Vegetable Brush – For thicker rind fruits and vegetables, I like to use a vegetable brush to really get all crevices clean.

Forks – I use the forks to shred the chicken, but use whatever method works best for you.

Large Spoons – One of the large spoons is to use while cooking the vegetables and then the soup.  I use the other two for tossing the salad.

Directions:
(1)   Heat 1 tablespoon olive oil in a large pot over medium-high heat.

(2)  Make soup:
(a)  Add the scallion whites and cook, stirring, until softened, about 2 minutes.
My scallions were done in around 90 seconds.  In fact, you can tell from the picture that they were starting to get a little too crispy
(b)  Add the chicken broth, water, the rice, carrots, turnips and 1/4 teaspoon each salt and pepper.
(c)  Bring to a boil, then reduce the heat to medium low and simmer until the rice and vegetables are tender, 12 to 15 minutes.
My broth/soup took about 9 minutes to get to a boil and my vegetables were plenty tender after 12 minutes.
(d)  Whisk the eggs and 3 tablespoons lemon juice in a medium bowl.
(e)  Slowly ladle about 1 1/2 cups of the hot broth into the egg mixture, whisking constantly.
You want to whisk… not stir.  Stirring gives the effect of egg drop soup where you can see strings of egg white & yolk.  You want the egg mixture to blend.
(f)  Add the shredded chicken to the pot, then whisk in the egg-broth mixture.
(g)  Return the soup to a gentle simmer, then remove from the heat.
Same goes here as for Step (e).
(h)  Stir in the scallion greens and parsley and season with salt and pepper.
(3)  Make salad:
(a)  Put the salad greens in a large bowl and toss with the remaining 3 tablespoons olive oil and 1 tablespoon lemon juice.
(b)  Season with salt and pepper.
(4)  Serve the soup with the salad.

On a day like today – crisp, windy and cool – this is the perfect lunch or dinner.  The salad is very basic, but there are a lot of ways to jazz it up.

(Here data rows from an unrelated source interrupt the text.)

//! HTTP extract source
//!
//! Each file is fetched with a plain `GET <base_url>/<key>`.

use super::ExtractSource;
use crate::domain::{Result, SourceError, VigilError};
use async_trait::async_trait;
use reqwest::{Client, ClientBuilder};
use std::time::Duration;
use url::Url;

/// Reads extracts from an HTTP(S) base URL
#[derive(Debug, Clone)]
pub struct HttpSource {
    base_url: Url,
    client: Client,
}

impl HttpSource {
    /// Creates a source rooted at `base_url`
    ///
    /// # Arguments
    ///
    /// * `base_url` - Directory-like URL the file keys are resolved against
    /// * `timeout_seconds` - Per-request timeout
    ///
    /// # Errors
    ///
    /// Returns a configuration error if the URL is invalid or the HTTP client
    /// can't be built
    pub fn new(base_url: &str, timeout_seconds: u64) -> Result<Self> {
        // Url::join replaces the last path segment unless the base ends in '/'
        let normalized = if base_url.ends_with('/') {
            base_url.to_string()
        } else {
            format!("{base_url}/")
        };
        let base_url = Url::parse(&normalized)
            .map_err(|e| VigilError::Configuration(format!("Invalid source URL: {e}")))?;

        let client = ClientBuilder::new()
            .timeout(Duration::from_secs(timeout_seconds))
            .connect_timeout(Duration::from_secs(timeout_seconds.min(30)))
            .build()
            .map_err(|e| {
                VigilError::Configuration(format!("Failed to build HTTP client: {e}"))
            })?;

        Ok(Self { base_url, client })
    }

    fn url_for(&self, key: &str) -> Result<Url> {
        self.base_url
            .join(key.trim_start_matches('/'))
            .map_err(|e| {
                VigilError::Source(SourceError::ReadFailed {
                    key: key.to_string(),
                    message: format!("invalid key: {e}"),
                })
            })
    }
}

#[async_trait]
impl ExtractSource for HttpSource {
    fn describe(&self) -> String {
        format!("http:{}", self.base_url)
    }

    async fn fetch_lines(&self, key: &str) -> Result<Vec<String>> {
        let url = self.url_for(key)?;

        let resp = self.client.get(url).send().await.map_err(|e| {
            if e.is_timeout() {
                SourceError::Timeout(key.to_string())
            } else {
                SourceError::ConnectionFailed(e.to_string())
            }
        })?;

        let status = resp.status();
        if status == reqwest::StatusCode::NOT_FOUND {
            return Err(SourceError::NotFound(key.to_string()).into());
        }
        if !status.is_success() {
            return Err(SourceError::HttpStatus {
                status: status.as_u16(),
                key: key.to_string(),
            }
            .into());
        }

        let bytes = resp.bytes().await.map_err(|e| SourceError::ReadFailed {
            key: key.to_string(),
            message: e.to_string(),
        })?;
        let text = String::from_utf8(bytes.to_vec())
            .map_err(|_| SourceError::InvalidEncoding(key.to_string()))?;

        Ok(text.lines().map(str::to_string).collect())
    }
}

#[cfg(test)]
mod tests {
    use super::*;

    #[test]
    fn test_url_for_appends_key_to_base_path() {
        let source = HttpSource::new("https://files.example.com/cvp", 10).unwrap();
        assert_eq!(
            source.url_for("reports.txt").unwrap().as_str(),
            "https://files.example.com/cvp/reports.txt"
        );
        assert_eq!(
            source.url_for("/reactions.txt").unwrap().as_str(),
            "https://files.example.com/cvp/reactions.txt"
        );
    }

    #[test]
    fn test_new_rejects_invalid_url() {
        assert!(HttpSource::new("not a url", 10).is_err());
    }
}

If I were going to change anything:
  • I’d add a dusting of freshly ground pepper on top of the finished salad and soup.
  • I may dress up the salad a little.  Maybe add some fresh herbs to it?  There is also the option to add onions, red bell pepper, cucumbers, mushrooms… any vegetable will perk it right up and fit with the light olive-oil and lemon juice dressing.